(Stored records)
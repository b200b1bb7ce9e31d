//! # Port Tracing
//!
//! Ports marked in the trace map have every access reported to a
//! [`TraceSink`] once the trace level is non-zero; from
//! [`TRACE_ALL_LEVEL`] on every port is reported. Ports in the force-fast
//! map are never reported, whatever the trace map says.

use crate::access::{Access, Width};
use crate::bitmap::PortBitmap;
use crate::config::TRACE_ALL_LEVEL;
use core::fmt;
use log::info;

/// One traced port access.
#[derive(Copy, Clone, Eq, PartialEq, Debug)]
pub struct TraceEntry {
    pub port: u16,
    pub access: Access,
    pub width: Width,
    pub value: u32,
}

impl fmt::Display for TraceEntry {
    /// `port symbol value`, both in hex, with the value masked to its width.
    fn fmt(&self, f: &mut fmt::Formatter<'_>) -> fmt::Result {
        write!(
            f,
            "{:x} {} {:x}",
            self.port,
            self.access.symbol(self.width),
            self.value & self.width.mask()
        )
    }
}

/// Receives traced accesses.
pub trait TraceSink: Send {
    fn record(&mut self, entry: &TraceEntry);
}

/// Forwards trace entries to the `log` facade at `info` level.
#[derive(Debug, Default, Clone, Copy)]
pub struct LogSink;

impl TraceSink for LogSink {
    fn record(&mut self, entry: &TraceEntry) {
        info!(target: "port_trace", "{entry}");
    }
}

pub struct PortTrace {
    level: u8,
    traced: PortBitmap,
    force_fast: PortBitmap,
    sink: Box<dyn TraceSink>,
}

impl fmt::Debug for PortTrace {
    fn fmt(&self, f: &mut fmt::Formatter<'_>) -> fmt::Result {
        f.debug_struct("PortTrace")
            .field("level", &self.level)
            .field("traced", &self.traced)
            .field("force_fast", &self.force_fast)
            .finish_non_exhaustive()
    }
}

impl PortTrace {
    #[must_use]
    pub fn new(level: u8) -> Self {
        Self {
            level,
            traced: PortBitmap::new(),
            force_fast: PortBitmap::new(),
            sink: Box::new(LogSink),
        }
    }

    pub fn set_sink(&mut self, sink: Box<dyn TraceSink>) {
        self.sink = sink;
    }

    #[inline]
    #[must_use]
    pub const fn level(&self) -> u8 {
        self.level
    }

    pub const fn set_level(&mut self, level: u8) {
        self.level = level;
    }

    /// Adds `[first, last]` to the trace map. An inverted range is ignored.
    pub fn enable(&mut self, first: u16, last: u16) {
        if last < first {
            return;
        }
        info!("PORT: tracing {first:#x}-{last:#x}");
        for port in first..=last {
            self.traced.set(port);
        }
    }

    pub fn clear(&mut self) {
        self.traced.clear_all();
    }

    #[inline]
    #[must_use]
    pub fn is_marked(&self, port: u16) -> bool {
        self.traced.test(port)
    }

    #[must_use]
    pub fn any_marked(&self) -> bool {
        self.traced.any()
    }

    pub fn unmark(&mut self, port: u16) {
        self.traced.clear(port);
    }

    pub fn force_fast(&mut self, port: u16) {
        self.force_fast.set(port);
    }

    #[inline]
    #[must_use]
    pub fn is_force_fast(&self, port: u16) -> bool {
        self.force_fast.test(port)
    }

    /// Only the per-port maps are reset; the level and sink stay.
    pub fn reset_maps(&mut self) {
        self.traced.clear_all();
        self.force_fast.clear_all();
    }

    #[inline]
    #[must_use]
    pub fn is_traced(&self, port: u16) -> bool {
        self.level > 0
            && !self.force_fast.test(port)
            && (self.level >= TRACE_ALL_LEVEL || self.traced.test(port))
    }

    /// Records an access at the width the caller requested.
    #[inline]
    pub fn access(&mut self, port: u16, access: Access, width: Width, value: u32) {
        if self.is_traced(port) {
            self.emit(port, access, width, value);
        }
    }

    /// Records one byte of a composed wide access; only at [`TRACE_ALL_LEVEL`].
    #[inline]
    pub fn sub_access(&mut self, port: u16, access: Access, value: u8) {
        if self.level >= TRACE_ALL_LEVEL && !self.force_fast.test(port) {
            self.emit(port, access, Width::Byte, u32::from(value));
        }
    }

    fn emit(&mut self, port: u16, access: Access, width: Width, value: u32) {
        self.sink.record(&TraceEntry {
            port,
            access,
            width,
            value,
        });
    }
}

### REQUIRED WORK
All of the data above is to be transcribed without alteration.

### SOLUTION TO THIS PROBLEM
repository b200b1bb7ce9e31d
//! # Port Tracing
//!
//! Ports marked in the trace map have every access reported to a
//! [`TraceSink`] once the trace level is non-zero; from
//! [`TRACE_ALL_LEVEL`] on every port is reported. Ports in the force-fast
//! map are never reported, whatever the trace map says.

use crate::access::{Access, Width};
use crate::bitmap::PortBitmap;
use crate::config::TRACE_ALL_LEVEL;
use core::fmt;
use log::info;

/// One traced port access.
#[derive(Copy, Clone, Eq, PartialEq, Debug)]
pub struct TraceEntry {
    pub port: u16,
    pub access: Access,
    pub width: Width,
    pub value: u32,
}

impl fmt::Display for TraceEntry {
    /// `port symbol value`, both in hex, with the value masked to its width.
    fn fmt(&self, f: &mut fmt::Formatter<'_>) -> fmt::Result {
        write!(
            f,
            "{:x} {} {:x}",
            self.port,
            self.access.symbol(self.width),
            self.value & self.width.mask()
        )
    }
}

/// Receives traced accesses.
pub trait TraceSink: Send {
    fn record(&mut self, entry: &TraceEntry);
}

/// Forwards trace entries to the `log` facade at `info` level.
#[derive(Debug, Default, Clone, Copy)]
pub struct LogSink;

impl TraceSink for LogSink {
    fn record(&mut self, entry: &TraceEntry) {
        info!(target: "port_trace", "{entry}");
    }
}

pub struct PortTrace {
    level: u8,
    traced: PortBitmap,
    force_fast: PortBitmap,
    sink: Box<dyn TraceSink>,
}

impl fmt::Debug for PortTrace {
    fn fmt(&self, f: &mut fmt::Formatter<'_>) -> fmt::Result {
        f.debug_struct("PortTrace")
            .field("level", &self.level)
            .field("traced", &self.traced)
            .field("force_fast", &self.force_fast)
            .finish_non_exhaustive()
    }
}

impl PortTrace {
    #[must_use]
    pub fn new(level: u8) -> Self {
        Self {
            level,
            traced: PortBitmap::new(),
            force_fast: PortBitmap::new(),
            sink: Box::new(LogSink),
        }
    }

    pub fn set_sink(&mut self, sink: Box<dyn TraceSink>) {
        self.sink = sink;
    }

    #[inline]
    #[must_use]
    pub const fn level(&self) -> u8 {
        self.level
    }

    pub const fn set_level(&mut self, level: u8) {
        self.level = level;
    }

    /// Adds `[first, last]` to the trace map. An inverted range is ignored.
    pub fn enable(&mut self, first: u16, last: u16) {
        if last < first {
            return;
        }
        info!("PORT: tracing {first:#x}-{last:#x}");
        for port in first..=last {
            self.traced.set(port);
        }
    }

    pub fn clear(&mut self) {
        self.traced.clear_all();
    }

    #[inline]
    #[must_use]
    pub fn is_marked(&self, port: u16) -> bool {
        self.traced.test(port)
    }

    #[must_use]
    pub fn any_marked(&self) -> bool {
        self.traced.any()
    }

    pub fn unmark(&mut self, port: u16) {
        self.traced.clear(port);
    }

    pub fn force_fast(&mut self, port: u16) {
        self.force_fast.set(port);
    }

    #[inline]
    #[must_use]
    pub fn is_force_fast(&self, port: u16) -> bool {
        self.force_fast.test(port)
    }

    /// Only the per-port maps are reset; the level and sink stay.
    pub fn reset_maps(&mut self) {
        self.traced.clear_all();
        self.force_fast.clear_all();
    }

    #[inline]
    #[must_use]
    pub fn is_traced(&self, port: u16) -> bool {
        self.level > 0
            && !self.force_fast.test(port)
            && (self.level >= TRACE_ALL_LEVEL || self.traced.test(port))
    }

    /// Records an access at the width the caller requested.
    #[inline]
    pub fn access(&mut self, port: u16, access: Access, width: Width, value: u32) {
        if self.is_traced(port) {
            self.emit(port, access, width, value);
        }
    }

    /// Records one byte of a composed wide access; only at [`TRACE_ALL_LEVEL`].
    #[inline]
    pub fn sub_access(&mut self, port: u16, access: Access, value: u8) {
        if self.level >= TRACE_ALL_LEVEL && !self.force_fast.test(port) {
            self.emit(port, access, Width::Byte, u32::from(value));
        }
    }

    fn emit(&mut self, port: u16, access: Access, width: Width, value: u32) {
        self.sink.record(&TraceEntry {
            port,
            access,
            width,
            value,
        });
    }
}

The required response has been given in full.